When an Aston Martin was my dream car I couldn’t image many other choices.  Happily, every make and model of car has its surprises and detours and as I navigate the different stages of my life, energy and interests I appreciate the slow as well as the fast.

So I wonder, what sort of car would best describe your sex life right now and what type of journeys do you usually take?  What would you change if you could be a different model and what type of roads and scenery would you enjoy in your life if you had the choice?  Maybe you do.

Image: Paul Bica Nature’s Painting (Flickr) 

Why choose sex coaching?

Why do people choose sex coaching to support their relationships? It may not be what you think. In our experience people often decide to explore their sex lives because they find they are dissatisfied or uncomfortable with an area of their life that they value. But for others it is just because they want more fun and play and new ideas.

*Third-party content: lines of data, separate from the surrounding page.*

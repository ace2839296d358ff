//! Axis-system conversion between the headset and the robot
//!
//! The headset reports poses in a left-handed, y-up frame. The robot expects a
//! right-handed, z-up frame. A fixed orthogonal change of basis `M` maps one
//! into the other.

use nalgebra::{Matrix3, Quaternion, UnitQuaternion, Vector3};

use xrlink_core::{XrlinkError, XrlinkResult};
use xrlink_wire::RawJoint;

/// Norm below which a position or quaternion is considered degenerate
pub const NEAR_ZERO: f64 = 1e-6;

/// Tolerance for the orthogonality check on a custom basis
pub const ORTHOGONALITY_TOLERANCE: f64 = 1e-9;

/// Fixed change of basis from device axes to robot axes
#[derive(Debug, Clone, Copy, PartialEq)]
pub struct AxisConversion {
    m: Matrix3<f64>,
}

impl AxisConversion {
    /// Headset (x right, y up, z forward) → robot (x forward, y left, z up)
    pub fn device_to_robot() -> Self {
        Self {
            m: Matrix3::new(0.0, 0.0, 1.0, -1.0, 0.0, 0.0, 0.0, 1.0, 0.0),
        }
    }

    pub fn identity() -> Self {
        Self {
            m: Matrix3::identity(),
        }
    }

    /// Use a custom basis; it must be orthogonal so that `Mᵀ = M⁻¹`
    pub fn new(m: Matrix3<f64>) -> XrlinkResult<Self> {
        let conv = Self { m };
        if !conv.is_orthogonal(ORTHOGONALITY_TOLERANCE) {
            return Err(XrlinkError::InvalidConfig(
                "axis conversion matrix is not orthogonal".into(),
            ));
        }
        Ok(conv)
    }

    pub fn matrix(&self) -> &Matrix3<f64> {
        &self.m
    }

    /// `M·Mᵀ = I` within `tolerance`
    pub fn is_orthogonal(&self, tolerance: f64) -> bool {
        (self.m * self.m.transpose() - Matrix3::identity()).amax() <= tolerance
    }

    #[inline]
    pub fn position(&self, p: &Vector3<f64>) -> Vector3<f64> {
        self.m * p
    }

    #[inline]
    pub fn rotation(&self, r: &Matrix3<f64>) -> Matrix3<f64> {
        self.m * r * self.m.transpose()
    }
}

impl Default for AxisConversion {
    fn default() -> Self {
        Self::device_to_robot()
    }
}

/// Wire position as a vector
pub fn position_from_raw(raw: &RawJoint) -> Vector3<f64> {
    Vector3::new(
        raw.position[0] as f64,
        raw.position[1] as f64,
        raw.position[2] as f64,
    )
}

/// Wire quaternion (x, y, z, w) as a rotation.
///
/// Near-unit quaternions are normalized. A near-zero quaternion is kept as
/// given rather than replaced; callers flag it via [`Degeneracy`].
pub fn rotation_from_raw(raw: &RawJoint) -> UnitQuaternion<f64> {
    let [x, y, z, w] = raw.rotation;
    let q = Quaternion::new(w as f64, x as f64, y as f64, z as f64);
    if q.norm() >= NEAR_ZERO {
        UnitQuaternion::from_quaternion(q)
    } else {
        UnitQuaternion::new_unchecked(q)
    }
}

/// Malformed-input flags for one joint sample
#[derive(Debug, Clone, Copy, Default, PartialEq, Eq)]
pub struct Degeneracy {
    pub zero_position: bool,
    pub zero_rotation: bool,
}

impl Degeneracy {
    pub fn of(raw: &RawJoint) -> Self {
        let pos = position_from_raw(raw);
        let [x, y, z, w] = raw.rotation;
        let q_norm = Quaternion::new(w as f64, x as f64, y as f64, z as f64).norm();
        Self {
            zero_position: pos.norm() < NEAR_ZERO,
            zero_rotation: q_norm < NEAR_ZERO,
        }
    }

    pub fn any(&self) -> bool {
        self.zero_position || self.zero_rotation
    }
}

#[cfg(test)]
mod tests {
    use super::*;
    use proptest::prelude::*;

    #[test]
    fn test_device_to_robot_is_orthogonal() {
        let conv = AxisConversion::device_to_robot();
        assert!(conv.is_orthogonal(1e-12));
        assert_eq!(conv.matrix() * conv.matrix().transpose(), Matrix3::identity());
    }

    #[test]
    fn test_axis_mapping() {
        let conv = AxisConversion::device_to_robot();
        // device forward (z) is robot x, device up (y) is robot z
        assert_eq!(conv.position(&Vector3::z()), Vector3::x());
        assert_eq!(conv.position(&Vector3::y()), Vector3::z());
        assert_eq!(conv.position(&Vector3::x()), -Vector3::y());
    }

    #[test]
    fn test_rotation_conjugation_preserves_identity() {
        let conv = AxisConversion::device_to_robot();
        assert_eq!(conv.rotation(&Matrix3::identity()), Matrix3::identity());
    }

    #[test]
    fn test_rejects_non_orthogonal_basis() {
        let skew = Matrix3::new(1.0, 0.5, 0.0, 0.0, 1.0, 0.0, 0.0, 0.0, 1.0);
        assert!(AxisConversion::new(skew).is_err());
        assert!(AxisConversion::new(Matrix3::identity()).is_ok());
    }

    #[test]
    fn test_rotation_from_raw_normalizes() {
        let raw = RawJoint::new([0.0; 3], [0.0, 0.0, 0.0, 2.0]);
        let q = rotation_from_raw(&raw);
        assert!((q.into_inner().norm() - 1.0).abs() < 1e-12);
        assert!(q.angle().abs() < 1e-12);
    }

    #[test]
    fn test_zero_quaternion_kept_and_flagged() {
        let raw = RawJoint::new([0.0; 3], [0.0; 4]);
        let q = rotation_from_raw(&raw);
        assert_eq!(q.into_inner().norm(), 0.0);

        let flags = Degeneracy::of(&raw);
        assert!(flags.zero_position);
        assert!(flags.zero_rotation);
        assert!(flags.any());
    }

    #[test]
    fn test_healthy_joint_not_flagged() {
        let raw = RawJoint::new([0.1, 0.0, 0.0], [0.0, 0.0, 0.0, 1.0]);
        assert!(!Degeneracy::of(&raw).any());
    }

    proptest! {
        #[test]
        fn prop_converted_rotation_stays_orthogonal(
            x in -1.0f32..1.0, y in -1.0f32..1.0, z in -1.0f32..1.0, w in -1.0f32..1.0,
        ) {
            let raw = RawJoint::new([0.0; 3], [x, y, z, w]);
            prop_assume!(!Degeneracy::of(&raw).zero_rotation);

            let conv = AxisConversion::device_to_robot();
            let r = rotation_from_raw(&raw).to_rotation_matrix().into_inner();
            let converted = conv.rotation(&r);
            let err = (converted * converted.transpose() - Matrix3::identity()).amax();
            prop_assert!(err < 1e-9);
        }
    }
}
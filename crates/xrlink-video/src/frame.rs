//! Raw frame as produced by the camera layer

use image::imageops::{self, FilterType};
use image::{ImageBuffer, Pixel, RgbImage, RgbaImage};

use xrlink_core::{XrlinkError, XrlinkResult};

/// Pixel layout of a raw frame
#[derive(Debug, Clone, Copy, PartialEq, Eq)]
pub enum PixelFormat {
    Gray8,
    Rgb8,
    Rgba8,
}

impl PixelFormat {
    pub fn bytes_per_pixel(self) -> usize {
        match self {
            PixelFormat::Gray8 => 1,
            PixelFormat::Rgb8 => 3,
            PixelFormat::Rgba8 => 4,
        }
    }
}

/// An uncompressed image with its declared dimensions
#[derive(Debug, Clone, PartialEq, Eq)]
pub struct Frame {
    width: u32,
    height: u32,
    format: PixelFormat,
    pixels: Vec<u8>,
}

impl Frame {
    /// Wrap a pixel buffer; its length must match the declared dimensions
    pub fn new(width: u32, height: u32, format: PixelFormat, pixels: Vec<u8>) -> XrlinkResult<Self> {
        let expected = width as usize * height as usize * format.bytes_per_pixel();
        if width == 0 || height == 0 {
            return Err(XrlinkError::InvalidConfig(format!(
                "frame dimensions must be non-zero, got {}x{}",
                width, height
            )));
        }
        if pixels.len() != expected {
            return Err(XrlinkError::BufferTooShort {
                expected,
                actual: pixels.len(),
            });
        }
        Ok(Self {
            width,
            height,
            format,
            pixels,
        })
    }

    /// Solid-color RGB frame
    pub fn filled(width: u32, height: u32, rgb: [u8; 3]) -> XrlinkResult<Self> {
        let pixels = rgb
            .iter()
            .copied()
            .cycle()
            .take(width as usize * height as usize * 3)
            .collect();
        Self::new(width, height, PixelFormat::Rgb8, pixels)
    }

    pub fn width(&self) -> u32 {
        self.width
    }

    pub fn height(&self) -> u32 {
        self.height
    }

    pub fn format(&self) -> PixelFormat {
        self.format
    }

    pub fn pixels(&self) -> &[u8] {
        &self.pixels
    }

    pub fn has_size(&self, width: u32, height: u32) -> bool {
        self.width == width && self.height == height
    }

    /// Return a copy scaled to `width`×`height`, or `self` unchanged when it
    /// already has that size
    pub fn resized(self, width: u32, height: u32) -> XrlinkResult<Frame> {
        if self.has_size(width, height) {
            return Ok(self);
        }
        if width == 0 || height == 0 {
            return Err(XrlinkError::InvalidConfig(format!(
                "target dimensions must be non-zero, got {}x{}",
                width, height
            )));
        }

        let pixels = match self.format {
            PixelFormat::Gray8 => {
                resize_buffer::<image::Luma<u8>>(self.width, self.height, self.pixels, width, height)?
            }
            PixelFormat::Rgb8 => {
                resize_buffer::<image::Rgb<u8>>(self.width, self.height, self.pixels, width, height)?
            }
            PixelFormat::Rgba8 => {
                resize_buffer::<image::Rgba<u8>>(self.width, self.height, self.pixels, width, height)?
            }
        };

        Frame::new(width, height, self.format, pixels)
    }

    /// Drop alpha; JPEG has no use for it
    pub(crate) fn into_jpeg_source(self) -> XrlinkResult<Frame> {
        match self.format {
            PixelFormat::Gray8 | PixelFormat::Rgb8 => Ok(self),
            PixelFormat::Rgba8 => {
                let rgba: RgbaImage = ImageBuffer::from_raw(self.width, self.height, self.pixels)
                    .ok_or_else(|| XrlinkError::EncodeFailed("rgba buffer size mismatch".into()))?;
                let rgb: RgbImage = image::DynamicImage::ImageRgba8(rgba).to_rgb8();
                Frame::new(self.width, self.height, PixelFormat::Rgb8, rgb.into_raw())
            }
        }
    }
}

fn resize_buffer<P>(
    width: u32,
    height: u32,
    pixels: Vec<u8>,
    target_width: u32,
    target_height: u32,
) -> XrlinkResult<Vec<u8>>
where
    P: Pixel<Subpixel = u8> + 'static,
{
    let src: ImageBuffer<P, Vec<u8>> = ImageBuffer::from_raw(width, height, pixels)
        .ok_or_else(|| XrlinkError::EncodeFailed("pixel buffer size mismatch".into()))?;
    Ok(imageops::resize(&src, target_width, target_height, FilterType::Triangle).into_raw())
}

Many people, like the two of us, go through different phases in their sex lives. Like all aspects of life there can be highs, lows and sometimes, just indifference! Life shifts like the pressures of a new baby, challenging work. Even weight gain and loss can change our feelings about our bodies and how much time and energy we have to give to them.

Reduce suffering in our lives through our bodies

Shouldn’t sex enhance our relationships? We are born with this capacity for pleasure and erotic tenderness and yet how often it can just feel out of reach. For John and me, the easiest place to reduce suffering in our lives is through our bodies. Our experience is that the body is the only place where life is actually lived, not in the imaginings of our minds. Because our bodies are our own, they are one place where we can choose to make changes that have an immediate impact.

We feel passionate about the simple routes to pleasure that can be opened up with appreciation and acceptance, of our own bodies and of our partners’. Our agenda is to support people who want to be free of assumptions and expectations of what sex ‘ought’ to feel like or ‘should’ accomplish. Instead of what you think is happening, what is happening? How can you shift your attention to expand your connection and pleasure?

Noticing feeling

So often people come to us with unrealistic beliefs that everyone else is enjoying an incredible sexual relationship that is being denied to them. Sometimes this is due to lack of confidence in their skills or way of communicating. At other times it is due to past experiences, physical issues or habits that undermine their pleasure. Often though, people seem to have wildly inflated assumptions about what ‘normal’ standards of sexual relating must be. Instead of noticing what feeling is available to them people are focused on what is not apparently happening. This way lies misery!

So a good starting place for exploring sexual relating is by focusing on the body’s sensations. Healthy sexual relationship is not about changing our minds but changing our experiences by paying attention to our bodies. If this sounds true to you why not take 5 minutes every day to really listen to your body. It could be in the bath or shower or slowing down to feel the air on your skin during a walk. Just starting to pay attention to your body can pay dividends down the line when you want to feel more satisfaction in intimate moments.